Even when losing, Berkshire Hathaway's Warren Buffett is secretly winning.

Shares of the billionaire's conglomerate rose to a new high on Tuesday after S&P Global Ratings said the company is no longer at risk of a credit rating downgrade. Berkshire A shares hit $270,960, and B shares rose to $180.61, both all-time highs, according to FactSet data.

S&P affirmed Berkshire's AA rating and a stable outlook. Berkshire had been on review since July, after bidding $9 billion in cash for the Texas power transmission operation of Energy Future Holdings. But in a bizarre (for Buffett, at least) three-way bidding war for the company, called Oncor, Sempra Energy emerged the victor over the weekend, with a $9.45 billion offer.

Why billionaire investors like Warren Buffett are chasing after this energy investment

Energy Future Holdings terminated the Berkshire agreement on Monday. Oncor would have become part of Berkshire Hathaway Energy. Buffett had been battling with fellow billionaire Paul Singer, whose fund Elliott Management was trying to cobble together a $9.3 billion deal until Sempra emerged.

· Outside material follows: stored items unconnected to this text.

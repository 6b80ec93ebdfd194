//! Stock

use serde::{Deserialize, Serialize};

use crate::cart::CartLine;

/// Availability of a product as last reported by the stock oracle.
#[derive(Debug, Clone, Copy, PartialEq, Eq, Serialize, Deserialize)]
pub struct StockLevel {
    /// Whether the product is purchasable at all.
    pub in_stock: bool,

    /// Units remaining. Meaningless when `in_stock` is false.
    pub quantity: u32,
}

impl StockLevel {
    /// A level with the given number of purchasable units.
    #[must_use]
    pub const fn of(quantity: u32) -> Self {
        Self {
            in_stock: quantity > 0,
            quantity,
        }
    }

    /// A confirmed-unavailable level.
    #[must_use]
    pub const fn out_of_stock() -> Self {
        Self {
            in_stock: false,
            quantity: 0,
        }
    }

    /// Units actually purchasable: zero whenever `in_stock` is false.
    #[must_use]
    pub const fn available(self) -> u32 {
        if self.in_stock { self.quantity } else { 0 }
    }
}

/// Applies an oracle report to a line, enforcing the stock invariants: a line
/// with zero available stock, or a quantity above the available stock, is
/// deactivated with a stock error; otherwise the line is (re)activated.
///
/// Returns `true` when the line was deactivated.
pub fn apply_stock(line: &mut CartLine, stock: StockLevel) -> bool {
    let available = stock.available();
    line.available_stock = Some(available);

    if available == 0 {
        let message = format!("{} is no longer available", line.name);
        line.deactivate(message, Some(0));
        true
    } else if line.quantity > available {
        let message = format!("only {available} available");
        line.deactivate(message, Some(available));
        true
    } else {
        line.reactivate();
        false
    }
}

/// Whether a human-readable remote error message describes a stock or
/// availability condition.
///
/// Fallback for transports that cannot emit a structured stock error; see
/// [`crate::errors::RemoteCartError::classify`].
#[must_use]
pub fn is_stock_message(message: &str) -> bool {
    let lowered = message.to_ascii_lowercase();

    ["available", "stock", "sold out", "inventory"]
        .iter()
        .any(|phrase| lowered.contains(phrase))
}

/// Extracts the advertised stock from a human-readable message: the nearest
/// integer before the first occurrence of the word "available" (e.g.
/// "only 4 available" => 4).
#[must_use]
pub fn parse_available_stock(message: &str) -> Option<u32> {
    let mut last_number = None;

    for token in message.split(|c: char| !c.is_ascii_alphanumeric()) {
        if token.is_empty() {
            continue;
        }

        if let Ok(number) = token.parse::<u32>() {
            last_number = Some(number);
        } else if token.eq_ignore_ascii_case("available") {
            return last_number;
        }
    }

    None
}

#[cfg(test)]
mod tests {
    use rust_decimal::Decimal;

    use crate::{cart::CartLine, products::ProductId};

    use super::*;

    fn line(quantity: u32) -> CartLine {
        CartLine::new(
            ProductId::from("lamp-2"),
            "Arc Lamp",
            Decimal::new(25_00, 2),
            quantity,
        )
    }

    #[test]
    fn zero_stock_deactivates_with_error() {
        let mut l = line(1);

        let deactivated = apply_stock(&mut l, StockLevel::out_of_stock());

        assert!(deactivated);
        assert!(!l.is_active);
        assert_eq!(l.available_stock, Some(0));
        assert!(l.stock_error.is_some());
    }

    #[test]
    fn quantity_above_stock_deactivates_naming_the_limit() {
        let mut l = line(5);

        let deactivated = apply_stock(&mut l, StockLevel::of(2));

        assert!(deactivated);
        assert!(!l.is_active);
        assert_eq!(l.available_stock, Some(2));
        assert!(l.stock_error.as_deref().is_some_and(|m| m.contains("2")));
    }

    #[test]
    fn quantity_within_stock_reactivates() {
        let mut l = line(2);
        l.deactivate("stale error", Some(1));

        let deactivated = apply_stock(&mut l, StockLevel::of(3));

        assert!(!deactivated);
        assert!(l.is_active);
        assert_eq!(l.stock_error, None);
        assert_eq!(l.available_stock, Some(3));
    }

    #[test]
    fn out_of_stock_reports_zero_even_with_quantity() {
        let level = StockLevel {
            in_stock: false,
            quantity: 7,
        };

        assert_eq!(level.available(), 0);
    }

    #[test]
    fn stock_messages_are_recognised() {
        assert!(is_stock_message("Only 3 available"));
        assert!(is_stock_message("insufficient stock for this item"));
        assert!(is_stock_message("Item is sold out"));
        assert!(!is_stock_message("internal server error"));
        assert!(!is_stock_message("request timed out"));
    }

    #[test]
    fn parses_number_preceding_available() {
        assert_eq!(parse_available_stock("Only 4 available"), Some(4));
        assert_eq!(
            parse_available_stock("only 2 available, you requested 5"),
            Some(2)
        );
        assert_eq!(parse_available_stock("12 units available."), Some(12));
    }

    #[test]
    fn parse_returns_none_without_a_preceding_number() {
        assert_eq!(parse_available_stock("no longer available"), None);
        assert_eq!(parse_available_stock("out of stock"), None);
        assert_eq!(parse_available_stock("available in 3 days"), None);
    }
}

In a statement Monday, Greg Abel, the chairman of the Berkshire unit, said, "We are disappointed our agreement to acquire Oncor has been terminated. We are extremely grateful for the strong support and extraordinary backing from all of the stakeholders in Texas."

Berkshire had negotiated a $270 million deal breakup fee, but it isn't entitled to receive it because the court didn't approve the merger agreement.

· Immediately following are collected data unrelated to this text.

//! Cart

use std::{
    collections::HashSet,
    fmt::{Display, Formatter, Result as FmtResult},
};

use rust_decimal::Decimal;
use serde::{Deserialize, Serialize};
use thiserror::Error;
use uuid::Uuid;

use crate::products::ProductId;

/// Errors related to cart construction or consistency.
#[derive(Debug, Error, PartialEq, Eq)]
pub enum CartError {
    /// A second line exists for the same product.
    #[error("duplicate cart line for product {0}")]
    DuplicateLine(ProductId),

    /// A line violates one of the stock/activation invariants.
    #[error("cart line for product {product} is inconsistent: {rule}")]
    Inconsistent {
        /// Product whose line is inconsistent.
        product: ProductId,
        /// Description of the violated rule.
        rule: &'static str,
    },
}

/// Server-assigned identifier of a remote cart line.
#[derive(Debug, Clone, Copy, PartialEq, Eq, Hash, Serialize, Deserialize)]
#[serde(transparent)]
pub struct LineId(Uuid);

impl LineId {
    /// Wraps a raw UUID.
    #[must_use]
    pub const fn from_uuid(uuid: Uuid) -> Self {
        Self(uuid)
    }

    /// Returns the underlying UUID.
    #[must_use]
    pub const fn into_uuid(self) -> Uuid {
        self.0
    }
}

impl Display for LineId {
    fn fmt(&self, f: &mut Formatter<'_>) -> FmtResult {
        Display::fmt(&self.0, f)
    }
}

impl From<Uuid> for LineId {
    fn from(value: Uuid) -> Self {
        Self::from_uuid(value)
    }
}

/// One product's presence in the cart.
#[derive(Debug, Clone, PartialEq, Serialize, Deserialize)]
pub struct CartLine {
    /// Product this line refers to.
    pub product_id: ProductId,

    /// Display name, captured at the time the line was created.
    pub name: String,

    /// Unit price. Exact fixed-point; never a binary float.
    pub unit_price: Decimal,

    /// Requested quantity. At least 1 for checkout-eligible lines.
    pub quantity: u32,

    /// Display-only image URL.
    pub image_url: Option<String>,

    /// Display-only catalogue slug.
    pub slug: Option<String>,

    /// Whether the line is checkout-eligible.
    pub is_active: bool,

    /// Human-readable explanation, set iff the line was deactivated by a
    /// stock condition.
    pub stock_error: Option<String>,

    /// Last known stock for the product. `None` means unknown; `Some(0)`
    /// means confirmed unavailable.
    pub available_stock: Option<u32>,

    /// Identifier of the corresponding server-side line, once acknowledged.
    /// Absent for local-only lines.
    pub server_line_id: Option<LineId>,
}

impl CartLine {
    /// Creates a new active, local-only line.
    pub fn new(
        product_id: ProductId,
        name: impl Into<String>,
        unit_price: Decimal,
        quantity: u32,
    ) -> Self {
        Self {
            product_id,
            name: name.into(),
            unit_price,
            quantity,
            image_url: None,
            slug: None,
            is_active: true,
            stock_error: None,
            available_stock: None,
            server_line_id: None,
        }
    }

    /// The line's contribution to the subtotal: zero when inactive.
    #[must_use]
    pub fn line_total(&self) -> Decimal {
        if self.is_active {
            self.unit_price * Decimal::from(self.quantity)
        } else {
            Decimal::ZERO
        }
    }

    /// Deactivates the line with a stock error, recording the stock level
    /// when one is known.
    pub fn deactivate(&mut self, message: impl Into<String>, available: Option<u32>) {
        self.is_active = false;
        self.stock_error = Some(message.into());
        if available.is_some() {
            self.available_stock = available;
        }
    }

    /// Reactivates the line, clearing any stock error.
    pub fn reactivate(&mut self) {
        self.is_active = true;
        self.stock_error = None;
    }
}

/// The ordered collection of cart lines for the current session.
///
/// Lines are keyed by [`ProductId`]: adding a product that is already present
/// merges into the existing line rather than creating a duplicate.
#[derive(Debug, Clone, Default, PartialEq, Serialize, Deserialize)]
pub struct Cart {
    lines: Vec<CartLine>,
}

impl Cart {
    /// Creates an empty cart.
    #[must_use]
    pub fn new() -> Self {
        Self::default()
    }

    /// Creates a cart from the given lines.
    ///
    /// # Errors
    ///
    /// Returns [`CartError::DuplicateLine`] if two lines share a product.
    pub fn from_lines(lines: impl Into<Vec<CartLine>>) -> Result<Self, CartError> {
        let lines = lines.into();

        let mut seen = HashSet::new();
        for line in &lines {
            if !seen.insert(&line.product_id) {
                return Err(CartError::DuplicateLine(line.product_id.clone()));
            }
        }

        Ok(Self { lines })
    }

    /// Returns the line for the given product, if present.
    #[must_use]
    pub fn line(&self, product: &ProductId) -> Option<&CartLine> {
        self.lines.iter().find(|line| &line.product_id == product)
    }

    /// Returns the line for the given product, mutably.
    pub fn line_mut(&mut self, product: &ProductId) -> Option<&mut CartLine> {
        self.lines
            .iter_mut()
            .find(|line| &line.product_id == product)
    }

    /// Adds a line, merging into an existing line for the same product.
    ///
    /// On merge the quantities are summed, the line is reactivated with any
    /// stock error cleared, and a known stock level or server line id on the
    /// incoming line replaces the previous one.
    pub fn add_or_merge(&mut self, line: CartLine) {
        if let Some(existing) = self.line_mut(&line.product_id) {
            existing.quantity = existing.quantity.saturating_add(line.quantity);
            existing.reactivate();
            if line.available_stock.is_some() {
                existing.available_stock = line.available_stock;
            }
            if line.server_line_id.is_some() {
                existing.server_line_id = line.server_line_id;
            }
        } else {
            self.lines.push(line);
        }
    }

    /// Removes and returns the line for the given product.
    pub fn remove(&mut self, product: &ProductId) -> Option<CartLine> {
        let index = self
            .lines
            .iter()
            .position(|line| &line.product_id == product)?;

        Some(self.lines.remove(index))
    }

    /// Removes all lines.
    pub fn clear(&mut self) {
        self.lines.clear();
    }

    /// Iterates over the lines in insertion order.
    pub fn iter(&self) -> impl Iterator<Item = &CartLine> {
        self.lines.iter()
    }

    pub(crate) fn lines_mut(&mut self) -> impl Iterator<Item = &mut CartLine> {
        self.lines.iter_mut()
    }

    /// Iterates over the checkout-eligible lines only.
    pub fn active_lines(&self) -> impl Iterator<Item = &CartLine> {
        self.lines.iter().filter(|line| line.is_active)
    }

    /// Subtotal over checkout-eligible lines. Inactive lines contribute
    /// nothing regardless of their quantity.
    #[must_use]
    pub fn subtotal(&self) -> Decimal {
        self.active_lines().map(CartLine::line_total).sum()
    }

    /// Total quantity across all lines, inactive ones included.
    #[must_use]
    pub fn total_items(&self) -> u32 {
        self.lines.iter().map(|line| line.quantity).sum()
    }

    /// Number of lines in the cart.
    #[must_use]
    pub fn len(&self) -> usize {
        self.lines.len()
    }

    /// Whether the cart has no lines.
    #[must_use]
    pub fn is_empty(&self) -> bool {
        self.lines.is_empty()
    }

    /// Verifies the cart's consistency rules: product uniqueness, and that
    /// any line whose quantity conflicts with a known stock level is inactive
    /// and carries a stock error.
    ///
    /// # Errors
    ///
    /// Returns the first violated rule.
    pub fn check_invariants(&self) -> Result<(), CartError> {
        let mut seen = HashSet::new();

        for line in &self.lines {
            if !seen.insert(&line.product_id) {
                return Err(CartError::DuplicateLine(line.product_id.clone()));
            }

            if line.is_active && line.quantity == 0 {
                return Err(CartError::Inconsistent {
                    product: line.product_id.clone(),
                    rule: "active line must have quantity >= 1",
                });
            }

            if let Some(available) = line.available_stock {
                let conflicted = available == 0 || line.quantity > available;

                if conflicted && line.is_active {
                    return Err(CartError::Inconsistent {
                        product: line.product_id.clone(),
                        rule: "line exceeding known stock must be inactive",
                    });
                }

                if conflicted && line.stock_error.is_none() {
                    return Err(CartError::Inconsistent {
                        product: line.product_id.clone(),
                        rule: "stock-deactivated line must carry a stock error",
                    });
                }
            }
        }

        Ok(())
    }
}

#[cfg(test)]
mod tests {
    use testresult::TestResult;

    use super::*;

    fn line(product: &str, price_minor: i64, quantity: u32) -> CartLine {
        CartLine::new(
            ProductId::from(product),
            product,
            Decimal::new(price_minor, 2),
            quantity,
        )
    }

    #[test]
    fn empty_cart_has_zero_totals() {
        let cart = Cart::new();

        assert!(cart.is_empty());
        assert_eq!(cart.subtotal(), Decimal::ZERO);
        assert_eq!(cart.total_items(), 0);
    }

    #[test]
    fn from_lines_rejects_duplicate_products() {
        let result = Cart::from_lines([line("sofa-1", 100_00, 1), line("sofa-1", 100_00, 2)]);

        assert!(
            matches!(result, Err(CartError::DuplicateLine(ref p)) if p.as_str() == "sofa-1"),
            "expected DuplicateLine, got {result:?}"
        );
    }

    #[test]
    fn add_or_merge_sums_quantities_for_same_product() -> TestResult {
        let mut cart = Cart::new();

        cart.add_or_merge(line("sofa-1", 100_00, 2));
        cart.add_or_merge(line("sofa-1", 100_00, 3));

        assert_eq!(cart.len(), 1);
        assert_eq!(
            cart.line(&ProductId::from("sofa-1"))
                .map(|l| l.quantity),
            Some(5)
        );
        cart.check_invariants()?;

        Ok(())
    }

    #[test]
    fn add_or_merge_saturates_instead_of_overflowing() {
        let mut cart = Cart::new();

        cart.add_or_merge(line("sofa-1", 100_00, u32::MAX - 1));
        cart.add_or_merge(line("sofa-1", 100_00, 5));

        assert_eq!(
            cart.line(&ProductId::from("sofa-1")).map(|l| l.quantity),
            Some(u32::MAX)
        );
    }

    #[test]
    fn add_or_merge_reactivates_and_clears_stock_error() {
        let mut cart = Cart::new();

        let mut stale = line("lamp-2", 25_00, 1);
        stale.deactivate("only 1 available", Some(1));
        cart.add_or_merge(stale);

        let mut fresh = line("lamp-2", 25_00, 1);
        fresh.available_stock = Some(5);
        cart.add_or_merge(fresh);

        let merged = cart
            .line(&ProductId::from("lamp-2"))
            .cloned()
            .unwrap_or_else(|| line("missing", 0, 0));

        assert!(merged.is_active);
        assert_eq!(merged.stock_error, None);
        assert_eq!(merged.quantity, 2);
        assert_eq!(merged.available_stock, Some(5));
    }

    #[test]
    fn subtotal_excludes_inactive_lines() {
        let mut cart = Cart::new();
        cart.add_or_merge(line("sofa-1", 100_00, 2));
        cart.add_or_merge(line("lamp-2", 25_00, 4));

        if let Some(lamp) = cart.line_mut(&ProductId::from("lamp-2")) {
            lamp.deactivate("no longer available", Some(0));
        }

        // 2 x 100.00; the inactive lamp contributes nothing despite quantity 4
        assert_eq!(cart.subtotal(), Decimal::new(200_00, 2));
        assert_eq!(cart.total_items(), 6);
    }

    #[test]
    fn line_total_is_zero_when_inactive() {
        let mut inactive = line("chair-3", 49_99, 3);
        inactive.deactivate("out of stock", Some(0));

        assert_eq!(inactive.line_total(), Decimal::ZERO);
    }

    #[test]
    fn remove_returns_the_line() {
        let mut cart = Cart::new();
        cart.add_or_merge(line("sofa-1", 100_00, 1));

        let removed = cart.remove(&ProductId::from("sofa-1"));

        assert!(removed.is_some());
        assert!(cart.is_empty());
        assert!(cart.remove(&ProductId::from("sofa-1")).is_none());
    }

    #[test]
    fn deactivate_records_stock_and_reactivate_clears_error() {
        let mut l = line("table-4", 300_00, 10);

        l.deactivate("only 4 available", Some(4));
        assert!(!l.is_active);
        assert_eq!(l.available_stock, Some(4));
        assert!(l.stock_error.as_deref().is_some_and(|m| m.contains("4")));

        l.reactivate();
        assert!(l.is_active);
        assert_eq!(l.stock_error, None);
        // the last known stock level survives reactivation
        assert_eq!(l.available_stock, Some(4));
    }

    #[test]
    fn check_invariants_flags_active_line_over_stock() {
        let mut cart = Cart::new();
        let mut l = line("table-4", 300_00, 10);
        l.available_stock = Some(4);
        cart.add_or_merge(l);

        let result = cart.check_invariants();

        assert!(
            matches!(result, Err(CartError::Inconsistent { .. })),
            "expected Inconsistent, got {result:?}"
        );
    }

    #[test]
    fn check_invariants_accepts_deactivated_conflict() -> TestResult {
        let mut cart = Cart::new();
        let mut l = line("table-4", 300_00, 10);
        l.deactivate("only 4 available", Some(4));
        cart.add_or_merge(l);

        cart.check_invariants()?;

        Ok(())
    }

    #[test]
    fn cart_round_trips_through_serde() -> TestResult {
        let mut cart = Cart::new();
        let mut l = line("sofa-1", 100_00, 2);
        l.server_line_id = Some(LineId::from_uuid(Uuid::now_v7()));
        cart.add_or_merge(l);

        let json = serde_json::to_string(&cart)?;
        let restored: Cart = serde_json::from_str(&json)?;

        assert_eq!(restored, cart);

        Ok(())
    }
}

Buffett's company has a giant nearly $100 billion war chest of cash for acquisitions but finding investments hasn't been easy lately. Berkshire-backed Kraft Heinz backed down from a $143 billion offer for Unilever earlier this year. On the other hand Berkshire has put a significant stake of Apple shares on its books, about 2.5 percent of the company, according to FactSet.